Seis anos após Tim Burton nos apresentar a sua visão do país das maravilhas, chegou a hora de Alice retornar às telonas em “Alice Através do Espelho”. Burton sai da direção e assume a produção do longa, enquanto James Bobin (Os Muppets) assume o volante. As semelhanças do novo filme com o livro homônimo escrito por Lewis Carroll, porém, param no título. O roteiro de Linda Woolverton, também responsável pelo filme anterior, aproveita os personagens de Carroll, mas leva a história para um caminho diferente.
“O Tempo não está do seu lado”. Ou pelo menos foi desta forma que a Disney apresentou o novo personagem nos trailers do filme. Sacha Baron Cohen dá vida ao Tempo, que aqui tem forma humana. Ele é um deus responsável por controlar a duração da vida das pessoas, mas não abusa de seu poder.
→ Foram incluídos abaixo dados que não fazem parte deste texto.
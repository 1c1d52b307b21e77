/******************************************************************************
   Author: Joaquín Béjar García
   Email: jb@taunais.com
   Date: 27/1/26
******************************************************************************/

//! Typed value decoding.
//!
//! A [`TypeRegistry`] maps dictionary type names (case-insensitive) to decode
//! functions producing [`TypedValue`]s. A parallel, fixed dispatch keyed by
//! [`TypeCode`] serves the generated per-version tables. A decode never
//! fails: values that do not parse for their declared type come back as
//! [`TypedValue::Absent`].

use bytes::Bytes;
use ferrofix_core::TypedValue;
use std::collections::HashMap;
use std::sync::Arc;

/// Compact type code used by the generated per-version tag tables.
#[derive(Debug, Clone, Copy, PartialEq, Eq, Hash)]
pub enum TypeCode {
    /// Y/N style boolean.
    Bool,
    /// Integer (INT, SEQNUM, LENGTH, NUMINGROUP).
    Int64,
    /// Single-precision float.
    Float,
    /// Double-precision float (PRICE, QTY, AMT and friends).
    Double,
    /// Plain string.
    String,
    /// Repeating-group entry count.
    GroupCount,
    /// Raw data field.
    RawData,
}

/// Decode function for one dictionary type.
pub type ValueDecoder = Arc<dyn Fn(&Bytes) -> TypedValue + Send + Sync>;

fn decode_boolean(value: &Bytes) -> TypedValue {
    match value.as_ref() {
        b"Y" | b"y" | b"1" | b"TRUE" | b"true" => TypedValue::Bool(true),
        b"N" | b"n" | b"0" | b"FALSE" | b"false" => TypedValue::Bool(false),
        _ => TypedValue::Absent,
    }
}

fn decode_int(value: &Bytes) -> TypedValue {
    std::str::from_utf8(value)
        .ok()
        .and_then(|s| s.parse::<i64>().ok())
        .map_or(TypedValue::Absent, TypedValue::Int)
}

fn decode_float(value: &Bytes) -> TypedValue {
    std::str::from_utf8(value)
        .ok()
        .and_then(|s| s.parse::<f32>().ok())
        .map_or(TypedValue::Absent, TypedValue::Float)
}

fn decode_double(value: &Bytes) -> TypedValue {
    std::str::from_utf8(value)
        .ok()
        .and_then(|s| s.parse::<f64>().ok())
        .map_or(TypedValue::Absent, TypedValue::Double)
}

fn decode_string(value: &Bytes) -> TypedValue {
    TypedValue::Str(value.clone())
}

/// Registry of type-name keyed value decoders.
///
/// Pre-populated with the built-in FIX types; user code may register or
/// override decoders by type name. Names are normalized to upper case at
/// registration and at lookup. The [`TypeCode`] dispatch always uses the
/// built-in primitives and is not affected by overrides.
pub struct TypeRegistry {
    decoders: HashMap<String, ValueDecoder>,
}

impl std::fmt::Debug for TypeRegistry {
    fn fmt(&self, f: &mut std::fmt::Formatter<'_>) -> std::fmt::Result {
        f.debug_struct("TypeRegistry")
            .field("types", &self.decoders.len())
            .finish()
    }
}

impl TypeRegistry {
    /// Creates a registry with the built-in decoders installed.
    #[must_use]
    pub fn new() -> Self {
        let mut registry = Self {
            decoders: HashMap::new(),
        };

        registry.register("BOOLEAN", Arc::new(decode_boolean));

        let int_decoder: ValueDecoder = Arc::new(decode_int);
        for name in ["INT", "NUMINGROUP", "SEQNUM", "LENGTH"] {
            registry.register(name, Arc::clone(&int_decoder));
        }

        registry.register("FLOAT", Arc::new(decode_float));

        let double_decoder: ValueDecoder = Arc::new(decode_double);
        for name in ["DOUBLE", "AMT", "PRICE", "PRICEOFFSET", "PERCENTAGE", "QTY"] {
            registry.register(name, Arc::clone(&double_decoder));
        }

        let string_decoder: ValueDecoder = Arc::new(decode_string);
        for name in [
            "STRING",
            "CHAR",
            "MULTIPLECHARVALUE",
            "MULTIPLESTRINGVALUE",
            "EXCHANGE",
            "CURRENCY",
            "UTCTIMESTAMP",
            "UTCTIMEONLY",
            "UTCDATEONLY",
            "LOCALMKTDATE",
            "MONTHYEAR",
            "DAYOFMONTH",
            "DATA",
            "COUNTRY",
            "LANGUAGE",
        ] {
            registry.register(name, Arc::clone(&string_decoder));
        }

        registry
    }

    /// Registers or overrides a decoder for a dictionary type name.
    ///
    /// # Arguments
    /// * `type_name` - Dictionary field type (for example `INT`, `PRICE`)
    /// * `decoder` - Decode function receiving the raw value bytes
    pub fn register(&mut self, type_name: impl Into<String>, decoder: ValueDecoder) {
        let normalized = type_name.into().to_uppercase();
        self.decoders.insert(normalized, decoder);
    }

    /// Decodes a value against a dictionary type name.
    ///
    /// Unknown type names fall back to the STRING decoder.
    #[must_use]
    pub fn decode(&self, type_name: &str, value: &Bytes) -> TypedValue {
        let key = type_name.to_uppercase();
        if let Some(decoder) = self.decoders.get(&key) {
            return decoder(value);
        }
        if let Some(decoder) = self.decoders.get("STRING") {
            return decoder(value);
        }
        TypedValue::Absent
    }

    /// Decodes a value against a generated [`TypeCode`].
    #[must_use]
    pub fn decode_code(&self, code: TypeCode, value: &Bytes) -> TypedValue {
        match code {
            TypeCode::Bool => decode_boolean(value),
            TypeCode::Int64 | TypeCode::GroupCount => decode_int(value),
            TypeCode::Float => decode_float(value),
            TypeCode::Double => decode_double(value),
            TypeCode::String | TypeCode::RawData => decode_string(value),
        }
    }
}

impl Default for TypeRegistry {
    fn default() -> Self {
        Self::new()
    }
}

#[cfg(test)]
mod tests {
    use super::*;

    fn value(bytes: &'static [u8]) -> Bytes {
        Bytes::from_static(bytes)
    }

    #[test]
    fn test_boolean_decoding() {
        let registry = TypeRegistry::new();
        for truthy in [b"Y" as &[u8], b"y", b"1", b"TRUE", b"true"] {
            assert_eq!(
                registry.decode("BOOLEAN", &Bytes::copy_from_slice(truthy)),
                TypedValue::Bool(true)
            );
        }
        for falsy in [b"N" as &[u8], b"n", b"0", b"FALSE", b"false"] {
            assert_eq!(
                registry.decode("BOOLEAN", &Bytes::copy_from_slice(falsy)),
                TypedValue::Bool(false)
            );
        }
        assert!(registry.decode("BOOLEAN", &value(b"maybe")).is_absent());
    }

    #[test]
    fn test_int_aliases() {
        let registry = TypeRegistry::new();
        for name in ["INT", "NUMINGROUP", "SEQNUM", "LENGTH"] {
            assert_eq!(registry.decode(name, &value(b"42")), TypedValue::Int(42));
        }
        assert_eq!(registry.decode("INT", &value(b"-7")), TypedValue::Int(-7));
        assert!(registry.decode("INT", &value(b"4.2")).is_absent());
        assert!(registry.decode("INT", &value(b"42x")).is_absent());
    }

    #[test]
    fn test_float_and_double() {
        let registry = TypeRegistry::new();
        assert_eq!(
            registry.decode("FLOAT", &value(b"1.5")),
            TypedValue::Float(1.5)
        );
        assert_eq!(
            registry.decode("PRICE", &value(b"123.45")),
            TypedValue::Double(123.45)
        );
        assert_eq!(
            registry.decode("QTY", &value(b"100")),
            TypedValue::Double(100.0)
        );
        assert!(registry.decode("PRICE", &value(b"12,5")).is_absent());
    }

    #[test]
    fn test_string_family() {
        let registry = TypeRegistry::new();
        for name in ["STRING", "CHAR", "CURRENCY", "UTCTIMESTAMP", "DATA"] {
            assert_eq!(
                registry.decode(name, &value(b"IBM")).as_str(),
                Some("IBM")
            );
        }
    }

    #[test]
    fn test_case_insensitive_lookup() {
        let registry = TypeRegistry::new();
        assert_eq!(registry.decode("price", &value(b"1.5")), TypedValue::Double(1.5));
        assert_eq!(registry.decode("Int", &value(b"3")), TypedValue::Int(3));
    }

    #[test]
    fn test_unknown_type_falls_back_to_string() {
        let registry = TypeRegistry::new();
        assert_eq!(
            registry.decode("TENOR", &value(b"3M")).as_str(),
            Some("3M")
        );
    }

    #[test]
    fn test_user_override() {
        let mut registry = TypeRegistry::new();
        registry.register("price", Arc::new(|_: &Bytes| TypedValue::Int(-1)));
        assert_eq!(registry.decode("PRICE", &value(b"123.45")), TypedValue::Int(-1));
    }

    #[test]
    fn test_type_code_dispatch() {
        let registry = TypeRegistry::new();
        assert_eq!(
            registry.decode_code(TypeCode::Int64, &value(b"9")),
            TypedValue::Int(9)
        );
        assert_eq!(
            registry.decode_code(TypeCode::GroupCount, &value(b"2")),
            TypedValue::Int(2)
        );
        assert_eq!(
            registry.decode_code(TypeCode::Double, &value(b"0.5")),
            TypedValue::Double(0.5)
        );
        assert_eq!(
            registry.decode_code(TypeCode::RawData, &value(b"blob")).as_str(),
            Some("blob")
        );
    }

    #[test]
    fn test_type_code_ignores_overrides() {
        let mut registry = TypeRegistry::new();
        registry.register("INT", Arc::new(|_: &Bytes| TypedValue::Absent));
        assert_eq!(
            registry.decode_code(TypeCode::Int64, &value(b"9")),
            TypedValue::Int(9)
        );
    }
}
A interpretação de Cohen é divertida e cheia de detalhes, mas o traço mais marcante escolhido pelo ator é um sotaque alemão bastante forte, assumidamente inspirado no cineasta Werner Herzog (O Enigma de Kaspar Hauser). Esteticamente o personagem é muito interessante, seu corpo é cheio de engrenagens como se ele próprio fosse um relógio. Seus ajudantes, os “Segundos”, também seguem o estilo steampunk e, apesar de lembrarem um pouco os Minions quando aparecem pela primeira vez, são desenvolvidos de um jeito bem original e divertido durante o longa, podendo inclusive se unir para formarem novas combinações temporais. Mas o que impressiona mais nesse novo núcleo é com certeza o castelo do Tempo. A sequência onde Alice (Mia Wasikowska) avista a construção pela primeira vez e precisa passar por algumas armadilhas para conseguir entrar nele é uma das mais bem feitas e instigantes do filme. O Tempo pode até não estar do lado de Alice, mas com certeza está a favor do filme.
Ao contrário do seu antecessor, Alice Através do Espelho aborda temas mais sérios como as formas de lidar com a perda, a dor e a solidão, e entra nas relações familiares dos protagonistas dando um pouco de profundidade a eles – apesar de menos do que deveria – que eram apenas rasos e caricatos no filme de 2010. Mais uma vez a Disney apostou em abordar vínculos familiares e em vários momentos isso foi um acerto. O melhor exemplo disso fica por conta da relação de Alice com sua mãe (Lindsay Duncan), que muitas vezes me remeteu a situações cotidianas entre mãe e filha que causam fácil identificação com o espectador, e que tem um desfecho super bonito – apesar de não muito original.
O passado das irmãs Mirana e Iracebeth, respectivamente as rainhas Branca (Anne Hathaway) e Vermelha (Helena Bonham Carter), também foi apresentado de forma interessante. Apesar de ambas continuarem bastante caricatas, o espectador finalmente consegue entender melhor a relação entre as duas e finalmente é revelado o motivo pelo qual a Rainha Vermelha é tão vingativa – e é possível até sentir compaixão por ela em algumas cenas. O problema na abordagem das duas foi o desfecho, totalmente raso e clichê, que acredito ter sido usado ou porque a roteirista ficou com preguiça ou porque mandaram simplificar por conta do tempo de tela.
O figurino e a maquiagem são deslumbrantes, e a maquiagem chega a funcionar quase como um personagem em alguns momentos, especialmente no caso do Chapeleiro (Johnny Depp), que tem a aparência modificada várias vezes por conta do problema pelo qual está passando. Falando nele, o personagem está melancólico e inquieto durante boa parte do filme, mantendo sua personalidade exagerada e afetada basicamente em algumas cenas onde aparece no passado. A atuação de Johnny Depp passa batida, e o personagem não têm tanto tempo de tela.
No final das contas o saldo é positivo, já que o filme tem um desenvolvimento divertido, momentos engraçados e prende o espectador, cumprindo bem o papel de “filme pipoca” para todas as idades. Não é memorável, mas supera facilmente o anterior, dirigido por Tim Burton – não que essa fosse uma tarefa difícil.
“Alice Através do Espelho” estreia nesta quinta (26) nos cinemas.